Biden- Africa Relations: Same old or new story?
According to General Stephen J. Townsend, U. S. Army commander of the U. S Africa Command, the United States considers Africa as a major crossroads of international commerce and trade, surrounded by the world’s most important sea lines of communication, namely the Mediterranean Sea, the Strait of Gibraltar on NATO’s southern flank, the Red Sea and the Bab al Mandeb strait, in addition to the Mozambique Channel. These corridors sea lines communication routes facilitate one- third of the world’s shipping, and are key to the transportation of Africa’s vast natural resources, including energy and strategic minerals. President- elect Joe Biden has put foreign leaders on notice, declaring, “America is back.” The world is now waiting, and listening, for what comes next as the Biden-Harris administration ‘ reintroduces’ America to the world. But the world stage does not have an orderly auditorium. It is a chaotic and contested battleground. Critically, African audiences do not see themselves as pawns in a geopolitical chess match between China and the United States. We have our own aspirations and purposes. Asking Africa to limit its options, particularly in emerging and developing economies and technologies, is likely to backfire. Meanwhile, Africans see the United States as only interested in them as pawns in some great- power competition. Biden could change all of this, for the better.

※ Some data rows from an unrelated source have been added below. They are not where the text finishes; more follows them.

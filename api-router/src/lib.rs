#![allow(clippy::missing_docs_in_private_items)]

use api_state::ApiState;
use axum::{
    extract::{DefaultBodyLimit, FromRef},
    middleware::from_fn_with_state,
    routing::{get, post},
    Router,
};
use middleware_api_auth::api_auth;
use middleware_rate_limit::rate_limit;
use middleware_timeout::timeout_envelope;
use routes::{
    chat::{create_conversation, get_conversation, list_conversations, list_messages, send_message},
    generate::{generate_for_notebook, generate_for_source, generate_mindmap_from_text},
    health::{health, live, ready},
    notebooks::{
        create_notebook, delete_notebook, get_notebook, list_notebooks, restore_notebook,
        update_notebook,
    },
    sources::{list_sources, upload_sources},
};

pub mod api_state;
pub mod error;
mod middleware_api_auth;
mod middleware_rate_limit;
mod middleware_timeout;
mod routes;

/// Router for API functionality, version 1. Health probes stay public;
/// everything else requires an API key. The whole surface runs under the
/// rate limiter and the request timeout envelope.
pub fn api_routes_v1<S>(app_state: &ApiState) -> Router<S>
where
    S: Clone + Send + Sync + 'static,
    ApiState: FromRef<S>,
{
    // Public, unauthenticated endpoints (for k8s/systemd probes)
    let public = Router::new()
        .route("/health", get(health))
        .route("/readiness", get(ready))
        .route("/live", get(live));

    let protected = Router::new()
        .route("/notebooks", post(create_notebook).get(list_notebooks))
        .route(
            "/notebooks/{id}",
            get(get_notebook).put(update_notebook).delete(delete_notebook),
        )
        .route("/notebooks/{id}/restore", post(restore_notebook))
        .route(
            "/notebooks/{id}/sources",
            post(upload_sources)
                .get(list_sources)
                .layer(DefaultBodyLimit::max(app_state.config.max_upload_bytes * 4)),
        )
        .route("/notebooks/{id}/generate/{kind}", post(generate_for_notebook))
        .route("/sources/{id}/generate/{kind}", post(generate_for_source))
        .route("/mindmap/generate", post(generate_mindmap_from_text))
        .route(
            "/chat/conversations",
            post(create_conversation).get(list_conversations),
        )
        .route("/chat/conversations/{id}", get(get_conversation))
        .route(
            "/chat/conversations/{id}/messages",
            post(send_message).get(list_messages),
        )
        .route_layer(from_fn_with_state(app_state.clone(), api_auth));

    public
        .merge(protected)
        .layer(from_fn_with_state(app_state.clone(), rate_limit))
        .layer(from_fn_with_state(app_state.clone(), timeout_envelope))
}

#[cfg(test)]
mod tests {
    use super::*;
    use axum::body::Body;
    use axum::http::{Request, StatusCode};
    use common::llm::{LlmClient, MockLlmBackend};
    use common::storage::cache::CacheProvider;
    use common::storage::db::SurrealDbClient;
    use common::storage::store::StorageManager;
    use common::storage::types::user::User;
    use common::utils::config::{AppConfig, StorageKind};
    use std::sync::Arc;
    use tower::ServiceExt;
    use uuid::Uuid;

    const DIMENSION: usize = 8;

    async fn test_state(config: AppConfig) -> ApiState {
        let namespace = "test_ns";
        let database = &Uuid::new_v4().to_string();
        let db = Arc::new(
            SurrealDbClient::memory(namespace, database)
                .await
                .expect("Failed to start in-memory surrealdb"),
        );
        db.ensure_initialized(DIMENSION).await.expect("init schema");

        let storage = StorageManager::new(&config).await.expect("storage");
        let cache = CacheProvider::memory();
        let llm = LlmClient::with_mock(MockLlmBackend::new(DIMENSION), cache.clone(), &config);

        ApiState::with_resources(db, config, storage, cache, llm)
    }

    fn test_config() -> AppConfig {
        AppConfig {
            storage: Some(StorageKind::Memory),
            embedding_dimension: DIMENSION,
            ..AppConfig::default()
        }
    }

    async fn seed_api_user(state: &ApiState) -> String {
        let user = User::new("router@example.com".into(), None, None);
        let user_id = user.id.clone();
        state.db.store_item(user).await.expect("store user");
        User::set_api_key(&user_id, &state.db)
            .await
            .expect("set api key")
    }

    fn router(state: &ApiState) -> Router {
        api_routes_v1(state).with_state(state.clone())
    }

    #[tokio::test]
    async fn protected_routes_require_an_api_key() {
        let state = test_state(test_config()).await;
        let app = router(&state);

        let response = app
            .oneshot(
                Request::builder()
                    .uri("/notebooks")
                    .body(Body::empty())
                    .unwrap(),
            )
            .await
            .unwrap();
        assert_eq!(response.status(), StatusCode::UNAUTHORIZED);
    }

    #[tokio::test]
    async fn api_key_grants_access() {
        let state = test_state(test_config()).await;
        let api_key = seed_api_user(&state).await;
        let app = router(&state);

        let response = app
            .oneshot(
                Request::builder()
                    .uri("/notebooks")
                    .header("X-API-Key", &api_key)
                    .body(Body::empty())
                    .unwrap(),
            )
            .await
            .unwrap();
        assert_eq!(response.status(), StatusCode::OK);
    }

    #[tokio::test]
    async fn health_probes_are_public() {
        let state = test_state(test_config()).await;

        for path in ["/health", "/readiness", "/live"] {
            let response = router(&state)
                .oneshot(Request::builder().uri(path).body(Body::empty()).unwrap())
                .await
                .unwrap();
            assert_eq!(response.status(), StatusCode::OK, "{path}");
        }
    }

    #[tokio::test]
    async fn rate_limit_denies_the_third_request_in_a_two_per_minute_window() {
        let config = AppConfig {
            rate_limit_default: "2/minute".to_string(),
            ..test_config()
        };
        let state = test_state(config).await;
        let api_key = seed_api_user(&state).await;

        let request = |key: &str| {
            Request::builder()
                .uri("/notebooks")
                .header("X-API-Key", key)
                .body(Body::empty())
                .unwrap()
        };

        let first = router(&state).oneshot(request(&api_key)).await.unwrap();
        assert_eq!(first.status(), StatusCode::OK);
        assert_eq!(
            first.headers().get("X-RateLimit-Limit").unwrap(),
            &"2".parse::<axum::http::HeaderValue>().unwrap()
        );

        let second = router(&state).oneshot(request(&api_key)).await.unwrap();
        assert_eq!(second.status(), StatusCode::OK);
        assert_eq!(
            second.headers().get("X-RateLimit-Remaining").unwrap(),
            &"0".parse::<axum::http::HeaderValue>().unwrap()
        );

        let third = router(&state).oneshot(request(&api_key)).await.unwrap();
        assert_eq!(third.status(), StatusCode::TOO_MANY_REQUESTS);
        assert_eq!(
            third.headers().get("X-RateLimit-Remaining").unwrap(),
            &"0".parse::<axum::http::HeaderValue>().unwrap()
        );

        let body = axum::body::to_bytes(third.into_body(), usize::MAX)
            .await
            .unwrap();
        let parsed: serde_json::Value = serde_json::from_slice(&body).unwrap();
        assert_eq!(parsed["error"]["code"], "RATE_LIMIT_EXCEEDED");
        let retry_after = parsed["error"]["details"]["retry_after"]
            .as_u64()
            .expect("retry_after present");
        assert!(retry_after <= 60);
    }

    #[tokio::test]
    async fn rate_limit_exempts_health_probes() {
        let config = AppConfig {
            rate_limit_default: "1/minute".to_string(),
            ..test_config()
        };
        let state = test_state(config).await;

        for _ in 0..5 {
            let response = router(&state)
                .oneshot(
                    Request::builder()
                        .uri("/health")
                        .body(Body::empty())
                        .unwrap(),
                )
                .await
                .unwrap();
            assert_eq!(response.status(), StatusCode::OK);
        }
    }

    #[tokio::test(start_paused = true)]
    async fn timeout_envelope_returns_504_with_code() {
        let config = AppConfig {
            request_timeout_seconds: 5,
            ..test_config()
        };
        let state = test_state(config).await;

        async fn slow() -> &'static str {
            tokio::time::sleep(std::time::Duration::from_secs(45)).await;
            "too late"
        }

        let app = Router::new()
            .route("/slow", get(slow))
            .layer(from_fn_with_state(state.clone(), timeout_envelope))
            .with_state(state);

        let response = app
            .oneshot(Request::builder().uri("/slow").body(Body::empty()).unwrap())
            .await
            .unwrap();
        assert_eq!(response.status(), StatusCode::GATEWAY_TIMEOUT);

        let body = axum::body::to_bytes(response.into_body(), usize::MAX)
            .await
            .unwrap();
        let parsed: serde_json::Value = serde_json::from_slice(&body).unwrap();
        assert_eq!(parsed["error"]["code"], "REQUEST_TIMEOUT");
    }

    #[tokio::test]
    async fn ingested_text_grounds_a_chat_answer_end_to_end() {
        use common::storage::types::conversation::ChatMode;
        use common::storage::types::notebook::Notebook;
        use common::storage::types::source::{Source, SourceStatus};

        let state = test_state(test_config()).await;

        let user = User::new("student@example.com".into(), None, None);
        let user_id = user.id.clone();
        state.db.store_item(user).await.expect("store user");

        let notebook = Notebook::new(user_id.clone(), "Logic".into(), None);
        state
            .db
            .store_item(notebook.clone())
            .await
            .expect("store notebook");

        // Upload pasted text and run the processing pipeline to completion.
        let outcome = state
            .upload_service()
            .ingest_upload(
                &notebook.id,
                &user_id,
                Vec::new(),
                None,
                Some("A is B. B is C.".to_string()),
                None,
            )
            .await
            .expect("upload");
        let source_id = outcome.pending_source_ids().remove(0);
        state
            .pipeline
            .process_source(&source_id)
            .await
            .expect("process");

        let source: Source = state
            .db
            .get_item(&source_id)
            .await
            .expect("get")
            .expect("present");
        assert_eq!(source.status, SourceStatus::Completed);

        // Ask about the ingested content; the answer must cite real chunks.
        let conversation = state
            .chat_service()
            .create_conversation(&notebook.id, &user_id, None, ChatMode::Chat, None)
            .await
            .expect("conversation");
        let assistant = state
            .chat_service()
            .send_message_with_rag(&conversation.id, &user_id, "A is B. B is C.")
            .await
            .expect("rag turn");

        assert!(!assistant.chunk_ids.is_empty());
        for chunk_id in &assistant.chunk_ids {
            let chunk: common::storage::types::chunk::Chunk = state
                .db
                .get_item(chunk_id)
                .await
                .expect("get chunk")
                .expect("cited chunk exists");
            assert_eq!(chunk.source_id, source_id);
            assert!(chunk.plain_text.contains("A is B"));
        }
    }

    #[tokio::test]
    async fn unknown_generation_kind_is_not_found() {
        let state = test_state(test_config()).await;
        let api_key = seed_api_user(&state).await;

        let response = router(&state)
            .oneshot(
                Request::builder()
                    .method("POST")
                    .uri("/sources/some-source/generate/poem")
                    .header("X-API-Key", &api_key)
                    .header("content-type", "application/json")
                    .body(Body::from("{}"))
                    .unwrap(),
            )
            .await
            .unwrap();
        // The source lookup runs first and also yields 404; either way the
        // envelope code is NOT_FOUND.
        assert_eq!(response.status(), StatusCode::NOT_FOUND);
    }
}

Seeing Africans as Africans and not pawns in some great game paradoxically could go a long way toward strengthening the United States’ position in its competition with other powers. More so, if it translates into engagement with, and investment in, African economies and institutions in ways that are not limited to and transparently about countering Chinese moves. First of all, it is impossible to compete with the Chinese ( and Iranians, Russians, Turks, etc.) when one is not even engaging. Secondly, attempts to steer Africans away from Russia and China through badmouthing and mudslinging, is counterproductive, especially if America is acting no differently. Besides, the United States government has overly securitised US- Africa relations. Its engagement has been overly focused on security matters and providing security assistance. The security assistance is not a bad thing, but there may be more productive ways of investing in other countries’ institutions and societies. Ongoing counterterrorism efforts will likely need to remain in place, and the spread of Islamist radicalism to Mozambique in East Africa, and the West African littoral suggests they may in fact have to grow. Now could be a perfect time, however, to review two decades of experience to refine counterterrorism efforts and also find ways to help partner nations address the economic, political, and social aspects of the conflicts.
Security- related efforts can, at best, create the space and time needed by partner governments and their allies to address the myriad local problems that tend to fuel insurgencies and terrorism by encouraging local actors to rally to the flag of jihad. Security assistance intended to make partner- nation security forces more effective may be necessary, but it rarely if ever is sufficient. No one at this point should have any illusions to the contrary. The focus therefore could shift to helping partner nations. As for security assistance, the poor performance of many partner nation security services might prompt a thorough rethinking. Africa matters already and could matter much more in the foreseeable future; it could behove U. S. policymakers to engage with the region to ensure that the United States will be positioned to take full advantage of whatever opportunities arise, and, when necessary, do whatever might be possible to avert unfavourable outcomes. Neither is possible if America remains aloof.